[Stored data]
—————

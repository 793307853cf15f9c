//! Pen/eraser mode state machine.
//!
//! Every replica of a tool runs the same machine. The owner turns raw gestures
//! into [`Transition`] tokens with [`ToolStateMachine::handle`]; every other
//! replica receives those tokens and feeds them to [`ToolStateMachine::apply`].
//! The effects of a token are recomputed from the local mode, so the token
//! itself carries no data.

use crate::stroke::{StrokePool, StrokeSeq};
use glam::Vec3;
use serde::{Deserialize, Serialize};
use std::fmt;
use std::time::Duration;

// Use web-time on WASM, std::time otherwise
#[cfg(not(target_arch = "wasm32"))]
pub use std::time::Instant;
#[cfg(target_arch = "wasm32")]
pub use web_time::Instant;

/// Two presses closer together than this form a double-click.
pub const DOUBLE_CLICK_WINDOW: Duration = Duration::from_millis(184);

/// Mode of a tool.
#[derive(Debug, Clone, Copy, PartialEq, Eq, Hash, Serialize, Deserialize, Default)]
#[serde(rename_all = "snake_case")]
pub enum Mode {
    #[default]
    PenIdle,
    PenUsing,
    EraserIdle,
    EraserUsing,
}

impl fmt::Display for Mode {
    fn fmt(&self, f: &mut fmt::Formatter<'_>) -> fmt::Result {
        let name = match self {
            Mode::PenIdle => "pen idle",
            Mode::PenUsing => "pen using",
            Mode::EraserIdle => "eraser idle",
            Mode::EraserUsing => "eraser using",
        };
        f.write_str(name)
    }
}

/// Kind of shared tool.
#[derive(Debug, Clone, Copy, PartialEq, Eq, Hash, Serialize, Deserialize, Default)]
#[serde(rename_all = "snake_case")]
pub enum ToolKind {
    /// Pen with an embedded eraser, toggled by double-click.
    #[default]
    Pen,
    /// Standalone eraser. Only ever erase idle or erase using.
    Eraser,
}

impl ToolKind {
    /// Mode a fresh or released tool rests in.
    pub fn idle_mode(self) -> Mode {
        match self {
            ToolKind::Pen => Mode::PenIdle,
            ToolKind::Eraser => Mode::EraserIdle,
        }
    }

    /// Transition that returns the tool to its idle mode.
    pub fn idle_transition(self) -> Transition {
        match self {
            ToolKind::Pen => Transition::ToPenIdle,
            ToolKind::Eraser => Transition::ToEraserIdle,
        }
    }

    /// Whether replicas of this kind apply a transition.
    pub fn accepts(self, transition: Transition) -> bool {
        match self {
            ToolKind::Pen => true,
            ToolKind::Eraser => matches!(transition, Transition::ToEraserIdle | Transition::ToEraserUsing),
        }
    }
}

/// Raw input on a held tool.
#[derive(Debug, Clone, Copy, PartialEq, Eq)]
pub enum Gesture {
    PickedUp,
    Dropped,
    PressStart,
    PressEnd,
}

/// Replicated transition token.
#[derive(Debug, Clone, Copy, PartialEq, Eq, Hash, Serialize, Deserialize)]
#[serde(rename_all = "snake_case")]
pub enum Transition {
    ToPenIdle,
    ToPenUsing,
    ToEraserIdle,
    ToEraserUsing,
    RemoveLastStroke,
}

/// Side effect of a transition on one replica.
#[derive(Debug, Clone, Copy, PartialEq, Eq)]
pub enum Effect {
    StartDrawing,
    FinishDrawing,
    StartErasing,
    FinishErasing,
    ShowPen,
    ShowEraser,
    RemoveLastStroke,
}

/// What applying a transition did to the stroke pool.
#[derive(Debug, Clone, PartialEq)]
pub enum Outcome {
    /// The local operator finished a stroke.
    Committed { seq: StrokeSeq, points: Vec<Vec3> },
    /// A stroke was removed by undo.
    Removed { seq: StrokeSeq },
}

/// Compute the next mode and the effects of a transition.
pub fn transition(mode: Mode, transition: Transition) -> (Mode, Vec<Effect>) {
    use Effect::*;

    match transition {
        Transition::ToPenIdle => {
            let effects = match mode {
                Mode::PenIdle => vec![],
                Mode::PenUsing => vec![FinishDrawing],
                Mode::EraserIdle => vec![ShowPen],
                Mode::EraserUsing => vec![FinishErasing, ShowPen],
            };
            (Mode::PenIdle, effects)
        }
        Transition::ToPenUsing => {
            let effects = match mode {
                Mode::PenIdle => vec![StartDrawing],
                Mode::PenUsing => vec![],
                Mode::EraserIdle => vec![ShowPen, StartDrawing],
                Mode::EraserUsing => vec![FinishErasing, ShowPen, StartDrawing],
            };
            (Mode::PenUsing, effects)
        }
        Transition::ToEraserIdle => {
            let effects = match mode {
                Mode::PenIdle => vec![ShowEraser],
                Mode::PenUsing => vec![FinishDrawing, ShowEraser],
                Mode::EraserIdle => vec![],
                Mode::EraserUsing => vec![FinishErasing],
            };
            (Mode::EraserIdle, effects)
        }
        Transition::ToEraserUsing => {
            let effects = match mode {
                Mode::PenIdle => vec![ShowEraser, StartErasing],
                Mode::PenUsing => vec![FinishDrawing, ShowEraser, StartErasing],
                Mode::EraserIdle => vec![StartErasing],
                Mode::EraserUsing => vec![],
            };
            (Mode::EraserUsing, effects)
        }
        Transition::RemoveLastStroke => (mode, vec![RemoveLastStroke]),
    }
}

/// Whether a press was a single press or the second half of a double-click.
#[derive(Debug, Clone, Copy, PartialEq, Eq)]
pub enum Press {
    Single,
    Double,
}

/// Visual state of the embedded eraser.
#[derive(Debug, Clone, Copy, PartialEq, Eq, Default)]
pub struct EraserVisual {
    /// Eraser tip shown instead of the pen tip.
    pub visible: bool,
    /// Erase highlight active; overlaps delete ink.
    pub erasing: bool,
}

/// Result of handling one gesture on the owner's replica.
#[derive(Debug, Clone, Default, PartialEq)]
pub struct Handled {
    /// Tokens to broadcast, already applied locally.
    pub transitions: Vec<Transition>,
    pub outcomes: Vec<Outcome>,
}

/// Local replica of one tool's mode machine.
#[derive(Debug, Clone)]
pub struct ToolStateMachine {
    kind: ToolKind,
    mode: Mode,
    double_click_enabled: bool,
    last_press: Option<Instant>,
    /// The local participant is holding and operating this tool.
    operator: bool,
    trail: Vec<Vec3>,
    trail_visible: bool,
    eraser: EraserVisual,
}

impl Default for ToolStateMachine {
    fn default() -> Self {
        Self::new(true)
    }
}

impl ToolStateMachine {
    pub fn new(double_click_enabled: bool) -> Self {
        Self {
            kind: ToolKind::Pen,
            mode: Mode::PenIdle,
            double_click_enabled,
            last_press: None,
            operator: false,
            trail: Vec::new(),
            trail_visible: false,
            eraser: EraserVisual::default(),
        }
    }

    /// Machine of a standalone eraser.
    pub fn standalone_eraser() -> Self {
        Self {
            kind: ToolKind::Eraser,
            mode: Mode::EraserIdle,
            eraser: EraserVisual {
                visible: true,
                erasing: false,
            },
            ..Self::new(false)
        }
    }

    pub fn kind(&self) -> ToolKind {
        self.kind
    }

    pub fn mode(&self) -> Mode {
        self.mode
    }

    pub fn is_operator(&self) -> bool {
        self.operator
    }

    pub fn double_click_enabled(&self) -> bool {
        self.double_click_enabled
    }

    /// Whether erase overlaps currently delete ink.
    pub fn is_erasing(&self) -> bool {
        self.eraser.erasing
    }

    pub fn eraser(&self) -> EraserVisual {
        self.eraser
    }

    pub fn trail_visible(&self) -> bool {
        self.trail_visible
    }

    /// Points captured so far for the stroke being drawn, in capture order.
    pub fn trail(&self) -> &[Vec3] {
        &self.trail
    }

    /// Record a pen-tip sample. Ignored unless the local operator is drawing.
    pub fn sample(&mut self, point: Vec3) {
        if self.operator && self.mode == Mode::PenUsing {
            self.trail.push(point);
        }
    }

    /// Enable or disable double-click detection.
    ///
    /// Returns the synthetic return-to-pen transition the owner broadcasts
    /// after a settings change.
    pub fn set_double_click_enabled(&mut self, enabled: bool) -> Transition {
        self.double_click_enabled = enabled;
        self.last_press = None;
        self.kind.idle_transition()
    }

    /// Classify a press against the double-click window.
    pub fn classify_press(&mut self, now: Instant) -> Press {
        let within_window = self
            .last_press
            .is_some_and(|prev| now.saturating_duration_since(prev) < DOUBLE_CLICK_WINDOW);

        if self.double_click_enabled && within_window {
            // Reset so a third quick press starts a new pair.
            self.last_press = None;
            Press::Double
        } else {
            self.last_press = Some(now);
            Press::Single
        }
    }

    /// Map a gesture to the transitions the owner broadcasts.
    ///
    /// Operator bookkeeping for pick-up happens here; drop is finished by
    /// [`ToolStateMachine::handle`] after the stroke is committed.
    pub fn interpret(&mut self, gesture: Gesture, now: Instant) -> Vec<Transition> {
        if self.kind == ToolKind::Eraser {
            return self.interpret_eraser(gesture);
        }
        match gesture {
            Gesture::PickedUp => {
                self.operator = true;
                vec![Transition::ToPenIdle]
            }
            Gesture::Dropped => vec![Transition::ToPenIdle],
            Gesture::PressStart => match (self.classify_press(now), self.mode) {
                (Press::Double, Mode::PenIdle) => {
                    vec![Transition::RemoveLastStroke, Transition::ToEraserIdle]
                }
                (Press::Double, Mode::EraserIdle) => vec![Transition::ToPenIdle],
                (Press::Single, Mode::PenIdle) => vec![Transition::ToPenUsing],
                (Press::Single, Mode::EraserIdle) => vec![Transition::ToEraserUsing],
                (press, mode) => {
                    log::error!("Unexpected state: {} on {:?} press", mode, press);
                    vec![]
                }
            },
            Gesture::PressEnd => match self.mode {
                Mode::PenUsing => vec![Transition::ToPenIdle],
                Mode::EraserUsing => vec![Transition::ToEraserIdle],
                Mode::PenIdle | Mode::EraserIdle => {
                    log::debug!("Release while {}, nothing to finish", self.mode);
                    vec![]
                }
            },
        }
    }

    fn interpret_eraser(&mut self, gesture: Gesture) -> Vec<Transition> {
        match (gesture, self.mode) {
            (Gesture::PickedUp, _) => {
                self.operator = true;
                vec![Transition::ToEraserIdle]
            }
            (Gesture::Dropped, _) => vec![Transition::ToEraserIdle],
            (Gesture::PressStart, Mode::EraserIdle) => vec![Transition::ToEraserUsing],
            (Gesture::PressEnd, Mode::EraserUsing) => vec![Transition::ToEraserIdle],
            (Gesture::PressStart, mode) => {
                log::error!("Unexpected state: eraser press while {}", mode);
                vec![]
            }
            (Gesture::PressEnd, mode) => {
                log::debug!("Release while {}, nothing to finish", mode);
                vec![]
            }
        }
    }

    /// Handle a gesture on the owner's replica: interpret it and apply the
    /// resulting transitions locally.
    pub fn handle(&mut self, gesture: Gesture, now: Instant, pool: &mut StrokePool) -> Handled {
        let transitions = self.interpret(gesture, now);
        let mut outcomes = Vec::new();
        for &t in &transitions {
            outcomes.extend(self.apply(t, pool));
        }
        if gesture == Gesture::Dropped {
            self.operator = false;
        }
        Handled { transitions, outcomes }
    }

    /// Apply a transition token to this replica.
    pub fn apply(&mut self, t: Transition, pool: &mut StrokePool) -> Vec<Outcome> {
        if !self.kind.accepts(t) {
            log::warn!("{:?} ignored by {:?} tool", t, self.kind);
            return Vec::new();
        }
        let (next, effects) = transition(self.mode, t);
        log::debug!("{:?}: {} -> {}", t, self.mode, next);

        let mut outcomes = Vec::new();
        for effect in effects {
            if let Some(outcome) = self.run(effect, pool) {
                outcomes.push(outcome);
            }
        }
        self.mode = next;
        outcomes
    }

    /// Return to the idle mode without broadcasting, used when the owner vanished.
    pub fn force_idle(&mut self, pool: &mut StrokePool) -> Vec<Outcome> {
        self.operator = false;
        self.apply(self.kind.idle_transition(), pool)
    }

    fn run(&mut self, effect: Effect, pool: &mut StrokePool) -> Option<Outcome> {
        match effect {
            Effect::StartDrawing => {
                self.trail.clear();
                self.trail_visible = true;
                None
            }
            Effect::FinishDrawing => self.finish_drawing(pool),
            Effect::StartErasing => {
                self.eraser.erasing = true;
                None
            }
            Effect::FinishErasing => {
                self.eraser.erasing = false;
                None
            }
            Effect::ShowPen => {
                self.eraser = EraserVisual::default();
                None
            }
            Effect::ShowEraser => {
                self.eraser.visible = true;
                None
            }
            Effect::RemoveLastStroke => pool
                .remove_last()
                .map(|stroke| Outcome::Removed { seq: stroke.seq() }),
        }
    }

    fn finish_drawing(&mut self, pool: &mut StrokePool) -> Option<Outcome> {
        self.trail_visible = false;
        let mut points = std::mem::take(&mut self.trail);

        // Only the operator's replica has captured points; others wait for
        // the replicated commit.
        if !self.operator || points.is_empty() {
            return None;
        }

        points.reverse();
        let seq = pool.append(points.clone());
        log::debug!("Committed stroke {} with {} points", seq, points.len());
        Some(Outcome::Committed { seq, points })
    }
}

—————

**Problem details:**
Your answer should be the lines above that contain the word "push", copied out.

**Problem solution:**
            self.trail.push(point);
                outcomes.push(outcome);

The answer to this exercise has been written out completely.